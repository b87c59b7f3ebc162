//! Tapper Protocol Library
//!
//! This crate describes the GATT service shared between the phone-side
//! controller (peripheral role) and the two wearable followers (central role):
//!
//! - **Channels**: 21 single-byte characteristics, one closed [`Channel`] enum
//! - **Wire identifiers**: the 128-bit characteristic UUIDs, see [`WireId`]
//! - **Registry**: bidirectional lookup between channels and wire identifiers
//! - **Payloads**: decoding of inbound heartbeat and battery writes
//!
//! # Architecture
//!
//! Every channel carries exactly one byte. The same characteristic can be
//! written by either side:
//!
//! - `speed = 25` TO a follower = apply a new cadence
//! - `heartbeat = 1` FROM a follower = "I am the left device and alive"
//! - `battery2 = 73` FROM a follower = right device at 73% charge
//!
//! # Example
//!
//! ```rust
//! use tap_protocol::{Channel, ChannelRegistry, InboundWrite, Side};
//!
//! let registry = ChannelRegistry::new();
//! let wire = registry.wire_id_for(Channel::Heartbeat);
//!
//! let channel = registry.resolve(wire).unwrap();
//! assert_eq!(channel, Channel::Heartbeat);
//!
//! let write = InboundWrite::decode(channel, &[1]);
//! assert_eq!(write, InboundWrite::Heartbeat { role: Side::Left });
//! ```

pub mod channel;
pub mod error;
pub mod payload;
pub mod registry;
pub mod wire;

pub use channel::{Channel, ChannelGroup, ValueRange};
pub use error::ProtocolError;
pub use payload::InboundWrite;
pub use registry::ChannelRegistry;
pub use wire::{Access, CharacteristicDef, ServiceDefinition, WireId, SERVICE_ID};

/// Which physical follower a link or reading belongs to
#[derive(Debug, Clone, Copy, PartialEq, Eq, Hash, PartialOrd, Ord)]
#[cfg_attr(feature = "serde", derive(serde::Serialize, serde::Deserialize))]
pub enum Side {
    /// Follower worn on the left
    Left,
    /// Follower worn on the right
    Right,
}

impl Side {
    /// Both sides, left first
    pub const BOTH: [Side; 2] = [Side::Left, Side::Right];

    /// Returns a human-readable name
    pub fn name(&self) -> &'static str {
        match self {
            Side::Left => "Left",
            Side::Right => "Right",
        }
    }

    /// The other follower
    pub fn opposite(&self) -> Side {
        match self {
            Side::Left => Side::Right,
            Side::Right => Side::Left,
        }
    }

    /// Index for per-side arrays (left = 0, right = 1)
    pub fn index(&self) -> usize {
        match self {
            Side::Left => 0,
            Side::Right => 1,
        }
    }

    /// Byte carried on the `sideSelect` channel for this side
    pub fn select_byte(&self) -> u8 {
        match self {
            Side::Left => 0,
            Side::Right => 1,
        }
    }

    /// Role announced by a heartbeat byte (1 = left, 2 = right)
    pub fn from_heartbeat(byte: u8) -> Option<Side> {
        match byte {
            1 => Some(Side::Left),
            2 => Some(Side::Right),
            _ => None,
        }
    }

    /// Byte a follower of this role writes as its heartbeat
    pub fn heartbeat_byte(&self) -> u8 {
        match self {
            Side::Left => 1,
            Side::Right => 2,
        }
    }
}

impl std::fmt::Display for Side {
    fn fmt(&self, f: &mut std::fmt::Formatter<'_>) -> std::fmt::Result {
        f.write_str(self.name())
    }
}
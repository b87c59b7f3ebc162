//! Cached user settings
//!
//! Speed and the four intensities survive restarts. Where they are stored is
//! up to the embedding application; the engine only needs a
//! [`SettingsProvider`].

use serde::{Deserialize, Serialize};
use tap_protocol::Channel;

use crate::error::SyncError;
use crate::store::StateStore;

/// User settings restored on startup
#[derive(Debug, Clone, Copy, PartialEq, Eq, Serialize, Deserialize)]
#[serde(rename_all = "camelCase")]
pub struct CachedSettings {
    /// Alternation speed `0..=50`
    pub speed: u8,
    /// Buzz strength
    pub buzz_intensity: u8,
    /// Light brightness
    pub light_intensity: u8,
    /// Sound volume
    pub sound_intensity: u8,
    /// Pressure strength
    pub pressure_intensity: u8,
}

impl CachedSettings {
    const CHANNELS: [Channel; 5] = [
        Channel::Speed,
        Channel::BuzzIntensity,
        Channel::LightIntensity,
        Channel::SoundIntensity,
        Channel::PressureIntensity,
    ];

    /// Capture the current values from a store
    pub fn from_store(store: &StateStore) -> Self {
        Self {
            speed: store.get(Channel::Speed),
            buzz_intensity: store.get(Channel::BuzzIntensity),
            light_intensity: store.get(Channel::LightIntensity),
            sound_intensity: store.get(Channel::SoundIntensity),
            pressure_intensity: store.get(Channel::PressureIntensity),
        }
    }

    /// `(channel, value)` pairs, clamped to each channel's range
    pub fn entries(&self) -> [(Channel, u8); 5] {
        let values = [
            self.speed,
            self.buzz_intensity,
            self.light_intensity,
            self.sound_intensity,
            self.pressure_intensity,
        ];
        let mut entries = [(Channel::Speed, 0); 5];
        for (slot, (channel, value)) in entries
            .iter_mut()
            .zip(Self::CHANNELS.into_iter().zip(values))
        {
            *slot = (channel, channel.clamp_value(i32::from(value)));
        }
        entries
    }

    /// Write these values into a store
    pub fn apply_to(&self, store: &StateStore) {
        store.set_many(&self.entries());
    }

    /// A zero speed marks settings that were never saved
    pub fn is_usable(&self) -> bool {
        self.speed > 0
    }
}

impl Default for CachedSettings {
    fn default() -> Self {
        Self {
            speed: Channel::Speed.default_value(),
            buzz_intensity: Channel::BuzzIntensity.default_value(),
            light_intensity: Channel::LightIntensity.default_value(),
            sound_intensity: Channel::SoundIntensity.default_value(),
            pressure_intensity: Channel::PressureIntensity.default_value(),
        }
    }
}

/// Storage for [`CachedSettings`]
pub trait SettingsProvider: Send + Sync + 'static {
    /// Saved settings, if any
    fn load(&self) -> Option<CachedSettings>;

    /// Persist settings
    fn save(&self, settings: &CachedSettings) -> Result<(), SyncError>;
}

#[cfg(test)]
mod tests {
    use super::*;

    #[test]
    fn test_default_matches_store_defaults() {
        let store = StateStore::new();
        assert_eq!(CachedSettings::from_store(&store), CachedSettings::default());
    }

    #[test]
    fn test_apply_clamps() {
        let store = StateStore::new();
        let settings = CachedSettings {
            speed: 80,
            buzz_intensity: 10,
            light_intensity: 20,
            sound_intensity: 30,
            pressure_intensity: 4,
        };
        settings.apply_to(&store);
        assert_eq!(store.get(Channel::Speed), 50);
        assert_eq!(store.get(Channel::BuzzIntensity), 10);
        assert_eq!(store.get(Channel::PressureIntensity), 4);
    }

    #[test]
    fn test_json_shape() {
        let json = serde_json::to_string(&CachedSettings::default()).unwrap();
        assert!(json.contains("\"buzzIntensity\":127"));
        assert!(json.contains("\"pressureIntensity\":2"));
        assert!(!CachedSettings {
            speed: 0,
            ..CachedSettings::default()
        }
        .is_usable());
    }
}
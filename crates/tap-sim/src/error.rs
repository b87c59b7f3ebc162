//! Error types for the simulation layer

use tap_sync::LinkId;
use thiserror::Error;

/// Errors reported by simulated devices
#[derive(Debug, Error, Clone, PartialEq, Eq)]
pub enum SimError {
    /// The follower task has stopped
    #[error("virtual follower {0} is not running")]
    FollowerStopped(LinkId),
}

◇ ◇ ◇ ◇ ◇ ◇ ◇

All records are to be restated exactly, from the first line to the last line.

repository b87c59b7f3ebc162
//! Tapper Protocol Library
//!
//! This crate describes the GATT service shared between the phone-side
//! controller (peripheral role) and the two wearable followers (central role):
//!
//! - **Channels**: 21 single-byte characteristics, one closed [`Channel`] enum
//! - **Wire identifiers**: the 128-bit characteristic UUIDs, see [`WireId`]
//! - **Registry**: bidirectional lookup between channels and wire identifiers
//! - **Payloads**: decoding of inbound heartbeat and battery writes
//!
//! # Architecture
//!
//! Every channel carries exactly one byte. The same characteristic can be
//! written by either side:
//!
//! - `speed = 25` TO a follower = apply a new cadence
//! - `heartbeat = 1` FROM a follower = "I am the left device and alive"
//! - `battery2 = 73` FROM a follower = right device at 73% charge
//!
//! # Example
//!
//! ```rust
//! use tap_protocol::{Channel, ChannelRegistry, InboundWrite, Side};
//!
//! let registry = ChannelRegistry::new();
//! let wire = registry.wire_id_for(Channel::Heartbeat);
//!
//! let channel = registry.resolve(wire).unwrap();
//! assert_eq!(channel, Channel::Heartbeat);
//!
//! let write = InboundWrite::decode(channel, &[1]);
//! assert_eq!(write, InboundWrite::Heartbeat { role: Side::Left });
//! ```

pub mod channel;
pub mod error;
pub mod payload;
pub mod registry;
pub mod wire;

pub use channel::{Channel, ChannelGroup, ValueRange};
pub use error::ProtocolError;
pub use payload::InboundWrite;
pub use registry::ChannelRegistry;
pub use wire::{Access, CharacteristicDef, ServiceDefinition, WireId, SERVICE_ID};

/// Which physical follower a link or reading belongs to
#[derive(Debug, Clone, Copy, PartialEq, Eq, Hash, PartialOrd, Ord)]
#[cfg_attr(feature = "serde", derive(serde::Serialize, serde::Deserialize))]
pub enum Side {
    /// Follower worn on the left
    Left,
    /// Follower worn on the right
    Right,
}

impl Side {
    /// Both sides, left first
    pub const BOTH: [Side; 2] = [Side::Left, Side::Right];

    /// Returns a human-readable name
    pub fn name(&self) -> &'static str {
        match self {
            Side::Left => "Left",
            Side::Right => "Right",
        }
    }

    /// The other follower
    pub fn opposite(&self) -> Side {
        match self {
            Side::Left => Side::Right,
            Side::Right => Side::Left,
        }
    }

    /// Index for per-side arrays (left = 0, right = 1)
    pub fn index(&self) -> usize {
        match self {
            Side::Left => 0,
            Side::Right => 1,
        }
    }

    /// Byte carried on the `sideSelect` channel for this side
    pub fn select_byte(&self) -> u8 {
        match self {
            Side::Left => 0,
            Side::Right => 1,
        }
    }

    /// Role announced by a heartbeat byte (1 = left, 2 = right)
    pub fn from_heartbeat(byte: u8) -> Option<Side> {
        match byte {
            1 => Some(Side::Left),
            2 => Some(Side::Right),
            _ => None,
        }
    }

    /// Byte a follower of this role writes as its heartbeat
    pub fn heartbeat_byte(&self) -> u8 {
        match self {
            Side::Left => 1,
            Side::Right => 2,
        }
    }
}

impl std::fmt::Display for Side {
    fn fmt(&self, f: &mut std::fmt::Formatter<'_>) -> std::fmt::Result {
        f.write_str(self.name())
    }
}
repository b87c59b7f3ebc162
//! Cached user settings
//!
//! Speed and the four intensities survive restarts. Where they are stored is
//! up to the embedding application; the engine only needs a
//! [`SettingsProvider`].

use serde::{Deserialize, Serialize};
use tap_protocol::Channel;

use crate::error::SyncError;
use crate::store::StateStore;

/// User settings restored on startup
#[derive(Debug, Clone, Copy, PartialEq, Eq, Serialize, Deserialize)]
#[serde(rename_all = "camelCase")]
pub struct CachedSettings {
    /// Alternation speed `0..=50`
    pub speed: u8,
    /// Buzz strength
    pub buzz_intensity: u8,
    /// Light brightness
    pub light_intensity: u8,
    /// Sound volume
    pub sound_intensity: u8,
    /// Pressure strength
    pub pressure_intensity: u8,
}

impl CachedSettings {
    const CHANNELS: [Channel; 5] = [
        Channel::Speed,
        Channel::BuzzIntensity,
        Channel::LightIntensity,
        Channel::SoundIntensity,
        Channel::PressureIntensity,
    ];

    /// Capture the current values from a store
    pub fn from_store(store: &StateStore) -> Self {
        Self {
            speed: store.get(Channel::Speed),
            buzz_intensity: store.get(Channel::BuzzIntensity),
            light_intensity: store.get(Channel::LightIntensity),
            sound_intensity: store.get(Channel::SoundIntensity),
            pressure_intensity: store.get(Channel::PressureIntensity),
        }
    }

    /// `(channel, value)` pairs, clamped to each channel's range
    pub fn entries(&self) -> [(Channel, u8); 5] {
        let values = [
            self.speed,
            self.buzz_intensity,
            self.light_intensity,
            self.sound_intensity,
            self.pressure_intensity,
        ];
        let mut entries = [(Channel::Speed, 0); 5];
        for (slot, (channel, value)) in entries
            .iter_mut()
            .zip(Self::CHANNELS.into_iter().zip(values))
        {
            *slot = (channel, channel.clamp_value(i32::from(value)));
        }
        entries
    }

    /// Write these values into a store
    pub fn apply_to(&self, store: &StateStore) {
        store.set_many(&self.entries());
    }

    /// A zero speed marks settings that were never saved
    pub fn is_usable(&self) -> bool {
        self.speed > 0
    }
}

impl Default for CachedSettings {
    fn default() -> Self {
        Self {
            speed: Channel::Speed.default_value(),
            buzz_intensity: Channel::BuzzIntensity.default_value(),
            light_intensity: Channel::LightIntensity.default_value(),
            sound_intensity: Channel::SoundIntensity.default_value(),
            pressure_intensity: Channel::PressureIntensity.default_value(),
        }
    }
}

/// Storage for [`CachedSettings`]
pub trait SettingsProvider: Send + Sync + 'static {
    /// Saved settings, if any
    fn load(&self) -> Option<CachedSettings>;

    /// Persist settings
    fn save(&self, settings: &CachedSettings) -> Result<(), SyncError>;
}

#[cfg(test)]
mod tests {
    use super::*;

    #[test]
    fn test_default_matches_store_defaults() {
        let store = StateStore::new();
        assert_eq!(CachedSettings::from_store(&store), CachedSettings::default());
    }

    #[test]
    fn test_apply_clamps() {
        let store = StateStore::new();
        let settings = CachedSettings {
            speed: 80,
            buzz_intensity: 10,
            light_intensity: 20,
            sound_intensity: 30,
            pressure_intensity: 4,
        };
        settings.apply_to(&store);
        assert_eq!(store.get(Channel::Speed), 50);
        assert_eq!(store.get(Channel::BuzzIntensity), 10);
        assert_eq!(store.get(Channel::PressureIntensity), 4);
    }

    #[test]
    fn test_json_shape() {
        let json = serde_json::to_string(&CachedSettings::default()).unwrap();
        assert!(json.contains("\"buzzIntensity\":127"));
        assert!(json.contains("\"pressureIntensity\":2"));
        assert!(!CachedSettings {
            speed: 0,
            ..CachedSettings::default()
        }
        .is_usable());
    }
}
filename crates/tap-sim/src/error.rs
repository b87c59b7f3ebc162
//! Error types for the simulation layer

use tap_sync::LinkId;
use thiserror::Error;

/// Errors reported by simulated devices
#[derive(Debug, Error, Clone, PartialEq, Eq)]
pub enum SimError {
    /// The follower task has stopped
    #[error("virtual follower {0} is not running")]
    FollowerStopped(LinkId),
}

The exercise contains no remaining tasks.